TUDO SOBRE A BÍBLIA – nº6

Estamos no Ano do Senhor de Dois Mil e Dez.

E a nossa historia diária é escrita a cada instante que passamos durante a viração do dia, como falava o grande Rei Sábio hebreu, Salomão.

Moisés é uma figura polêmica para alguns, sendo até dito por alguns estudiosos que ele (Moisés) não teria existido.

Para um especialista afirmar a não existência de um Legislador como Moisés é algo complicado principalmente por mexer com milênios de história religiosa envolvendo vários povos, culturas e crenças.

Pesquisando em nossa rede virtual encontramos milhares de informações – umas corretas outras errôneas.

Vasculhando a história antiga encontramos a menção sobre a transferência de comando entre uma dinastia egípcia e outra; e a necessidade de um herdeiro para o Faraó sendo necessário um filho adotivo e o próximo soberano após esse período é Tutmósis I. Notemos a semelhança do relato Bíblico entre a adoção de Moisés pela nobreza egípcia e a alusão do seu nome associado ao seu resgato das águas do Nilo.

O nome real de Moisés dado por sua Mãe egípcia chamada Termutis princesa do Egito foi como era o costume em reverencia ao deus protetor – nesse caso Tot e mosé, retirado. Temos então salvo pelo deus Tot, por isso a princesa o chamou Tutmósis. Como não chegou a assumir o trono não recebeu a titularidade I, II, II, etc.

Se tentarmos encontrar com precisão de dada um hebreu chamado Moisés que liderou os judeus na saída do Egito, o nosso Êxodo; com grande chance não vamos encontrar nenhuma referencia.

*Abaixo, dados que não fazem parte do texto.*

impl Reader {
    fn from_file(mut file: File, config: ReaderConfig, hooks: HookRegistry) -> Result<Self> {
        file.seek(std::io::SeekFrom::Start(0))?;
        let header = FileHeader::read(&mut file, config.magic)?;

        let mut index_bytes = vec![0u8; header.index_length as usize];
        file.seek(std::io::SeekFrom::Start(header.index_offset))?;
        file.read_exact(&mut index_bytes)?;

        let index = decode_index(&index_bytes, &hooks, header.index_crypto_id)?;

        #[cfg(feature = "mmap")]
        let backing = if header.mode == ContainerMode::Archive {
            match unsafe { memmap2::Mmap::map(&file) } {
                Ok(mmap) => Backing::Mmap(mmap),
                Err(_) => Backing::File(std::sync::Mutex::new(file)),
            }
        } else {
            Backing::File(std::sync::Mutex::new(file))
        };
        #[cfg(not(feature = "mmap"))]
        let backing = Backing::File(std::sync::Mutex::new(file));

        Ok(Reader {
            header,
            config,
            hooks,
            backing,
            index,
        })
    }

    pub fn mode(&self) -> ContainerMode {
        self.header.mode
    }

    fn require_archive(&self) -> Result<()> {
        if self.header.mode != ContainerMode::Archive {
            return Err(Error::ModeMismatch {
                expected: "Archive",
                actual: self.header.mode.name(),
            });
        }
        Ok(())
    }

    /// Resolve a vfs-path to its entry index. Entries that don't collide on
    /// `path_hash` resolve without needing the (possibly encrypted) string
    /// tables; collisions are disambiguated by reconstructing each
    /// candidate's full path, which requires a decrypted index (§4.6).
    fn resolve(&self, canonical: &str, hash: u64) -> Result<usize> {
        let candidates = self
            .index
            .by_hash
            .get(&hash)
            .ok_or_else(|| Error::NotFound(canonical.to_string()))?;
        if let [only] = candidates[..] {
            return Ok(only);
        }
        let strings = self
            .index
            .strings
            .as_ref()
            .ok_or(Error::IndexNotDecryptedError)?;
        candidates
            .iter()
            .copied()
            .find(|&idx| path_for(strings, &self.index.records[idx]) == canonical)
            .ok_or_else(|| Error::NotFound(canonical.to_string()))
    }

    pub fn exists(&self, vfs_path: &str) -> bool {
        let canonical = VfsPath::canonicalize(vfs_path);
        let hash = self.hooks.hash_path(canonical.as_str());
        self.resolve(canonical.as_str(), hash).is_ok()
    }

    /// All path hashes present, regardless of whether the index is decrypted
    /// (path_hash/offset/checksum framing is never encrypted, only the
    /// string tables are — see [`decode_index`]).
    pub fn list_hashes(&self) -> Vec<u64> {
        self.index.records.iter().map(|r| r.path_hash).collect()
    }

    /// Every entry's full descriptor. Errs if the index hasn't been decrypted.
    pub fn list_all(&self) -> Result<Vec<EntryDescriptor>> {
        let strings = self
            .index
            .strings
            .as_ref()
            .ok_or(Error::IndexNotDecryptedError)?;
        Ok(self
            .index
            .records
            .iter()
            .map(|r| descriptor_for(strings, r))
            .collect())
    }

    pub fn get_entry(&self, vfs_path: &str) -> Result<EntryDescriptor> {
        let canonical = VfsPath::canonicalize(vfs_path);
        let hash = self.hooks.hash_path(canonical.as_str());
        let idx = self.resolve(canonical.as_str(), hash)?;
        let record = &self.index.records[idx];
        Ok(EntryDescriptor {
            vfs_path: canonical.as_str().to_string(),
            raw_size: record.raw_size,
            packed_size: record.packed_size,
            algo_id: record.algo_id,
            checksum: record.checksum.clone(),
            data_offset: record.data_offset,
        })
    }

    /// Read and (by default) checksum-verify one entry's full content.
    /// Archive mode only: a Manifest carries no payload to read (§4.1).
    pub fn read(&self, vfs_path: &str) -> Result<Vec<u8>> {
        self.require_archive()?;
        let canonical = VfsPath::canonicalize(vfs_path);
        let hash = self.hooks.hash_path(canonical.as_str());
        let idx = self.resolve(canonical.as_str(), hash)?;
        let record = &self.index.records[idx];

        let data_start = self.header.data_offset + DataHeader::SIZE as u64 + record.data_offset;
        let packed = self.read_data_range(data_start, record.packed_size)?;

        pipeline::read_entry(
            &self.hooks,
            canonical.as_str(),
            &packed,
            record.raw_size,
            record.algo_id,
            &record.checksum,
            self.config.verify_on_read,
        )
    }

    fn read_data_range(&self, offset: u64, len: u64) -> Result<Vec<u8>> {
        match &self.backing {
            #[cfg(feature = "mmap")]
            Backing::Mmap(mmap) => {
                let start = offset as usize;
                let end = start + len as usize;
                if end > mmap.len() {
                    return Err(Error::HeaderCorrupt("entry range past end of file".into()));
                }
                Ok(mmap[start..end].to_vec())
            }
            Backing::File(file) => {
                let mut guard = file.lock().expect("reader file mutex poisoned");
                read_at(&mut *guard, offset, len)
            }
        }
    }

    /// Manifest mode only: compare a local file's checksum against the
    /// stored one without touching any payload (there is none to compare).
    pub fn verify_file(&self, vfs_path: &str, local_path: &Path) -> Result<bool> {
        if self.header.mode != ContainerMode::Manifest {
            return Err(Error::ModeMismatch {
                expected: "Manifest",
                actual: self.header.mode.name(),
            });
        }
        let descriptor = self.get_entry(vfs_path)?;
        let hook = self
            .hooks
            .checksum(self.header.checksum_algo_id)
            .ok_or(Error::UnknownAlgoId(self.header.checksum_algo_id))?;
        let local_checksum = hook.compute_file(local_path)?;
        Ok(local_checksum == descriptor.checksum)
    }

    /// Archive mode only: extract every entry under `output_dir`.
    pub fn extract_all(
        &self,
        output_dir: &Path,
        on_error: crate::batch::OnError,
        cancel: Option<&dyn Fn() -> bool>,
        progress: Option<&mut dyn FnMut(crate::batch::ProgressInfo)>,
    ) -> Result<crate::batch::BatchResult> {
        self.require_archive()?;
        let entries = self.list_all()?;
        crate::batch::run_batch(
            &entries,
            on_error,
            cancel,
            progress,
            |e| e.vfs_path.clone(),
            |entry| {
                let data = self.read(&entry.vfs_path)?;
                let dest = join_output(output_dir, &entry.vfs_path);
                if let Some(parent) = dest.parent() {
                    std::fs::create_dir_all(parent).map_err(|source| Error::LocalIoError {
                        path: parent.to_path_buf(),
                        source,
                    })?;
                }
                std::fs::write(&dest, &data).map_err(|source| Error::LocalIoError {
                    path: dest.clone(),
                    source,
                })?;
                Ok(entry.raw_size)
            },
        )
    }
}

fn join_output(output_dir: &Path, vfs_path: &str) -> std::path::PathBuf {
    output_dir.join(vfs_path.trim_start_matches('/'))
}

fn path_for(strings: &StringTables, record: &EntryRecord) -> String {
    restore_path(
        &strings.dirs,
        &strings.names,
        &strings.exts,
        record.dir_id,
        record.name_id,
        record.ext_id,
    )
}

fn descriptor_for(strings: &StringTables, record: &EntryRecord) -> EntryDescriptor {
    EntryDescriptor {
        vfs_path: path_for(strings, record),
        raw_size: record.raw_size,
        packed_size: record.packed_size,
        algo_id: record.algo_id,
        checksum: record.checksum.clone(),
        data_offset: record.data_offset,
    }
}

/// Parses the index region written by [`crate::writer::Writer::build`]:
/// `IndexHeader || StringTables || EntryTable`. Only the `StringTables`
/// segment is ever encrypted (§4.6 redesign, see DESIGN.md) — `IndexHeader`
/// and `EntryTable` (which carries `path_hash`, offsets and checksums) are
/// always readable, so hash-keyed lookups work even without the matching
/// [`crate::hooks::IndexCryptoHook`].
fn decode_index(index_bytes: &[u8], hooks: &HookRegistry, index_crypto_id: u16) -> Result<ParsedIndex> {
    let mut header_cursor = std::io::Cursor::new(index_bytes);
    let index_header = IndexHeader::read(&mut header_cursor)?;

    let entry_record_size = index_header.entry_record_size as usize;
    let entry_table_size = entry_record_size * index_header.entry_count as usize;
    if index_bytes.len() < IndexHeader::SIZE + entry_table_size {
        return Err(Error::HeaderCorrupt(
            "index region shorter than its entry table".into(),
        ));
    }
    let string_region_end = index_bytes.len() - entry_table_size;
    let string_region = &index_bytes[IndexHeader::SIZE..string_region_end];
    let entry_region = &index_bytes[string_region_end..];

    let mut entry_cursor = std::io::Cursor::new(entry_region);
    let mut records = Vec::with_capacity(index_header.entry_count as usize);
    for _ in 0..index_header.entry_count {
        records.push(EntryRecord::read(&mut entry_cursor, index_header.checksum_size)?);
    }

    let mut by_hash: HashMap<u64, Vec<usize>> = HashMap::with_capacity(records.len());
    for (i, record) in records.iter().enumerate() {
        by_hash.entry(record.path_hash).or_default().push(i);
    }

    let plaintext_strings = if index_crypto_id != 0 {
        match hooks.index_crypto() {
            Some(hook) if hook.algo_id() == index_crypto_id => Some(hook.decrypt(string_region)?),
            _ => None,
        }
    } else {
        Some(string_region.to_vec())
    };

    let strings = match plaintext_strings {
        Some(plain) => {
            let mut cursor = std::io::Cursor::new(&plain);
            let dirs = read_string_table(&mut cursor, index_header.dir_table_length)?;
            let names = read_string_table(&mut cursor, index_header.name_table_length)?;
            let exts = read_string_table(&mut cursor, index_header.ext_table_length)?;
            Some(StringTables { dirs, names, exts })
        }
        None => None,
    };

    Ok(ParsedIndex {
        strings,
        records,
        by_hash,
    })
}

Mas se levarmos em consideração que a história egípcia na transição das dinastias faz alusão a “Tutmósis” e quem assume o trono é Tutmósis I.

Temos então a correta idéia de existiu sim um adotivo da corte egípcia que chegou a defender o exército de Faraó como general vencendo o exército da Etiópia.

O Historiado Flávius Joséfus em sua obra Antiguidades Judaicas registra o episódio da vitória sobre os etíopes.

Os registros antigos dos livros eram feitos em letras UNCIAIS ou maiúsculas; e MINÚSCULAS.

Os registros cuneiformes eram cunhados em forma de cunha na pedra ou em tabletes de argila ou ainda em tabuínhas de madeira.

A língua falada por Cristo em sua época era o “Aramaico” e a sua escrita é parecida com o Árabe.

A língua sagrada usada nos templos judaicos e na sinagoga era o “Hebraico” e a sua escrita era uma escrita UNCIAL QUADRATICA.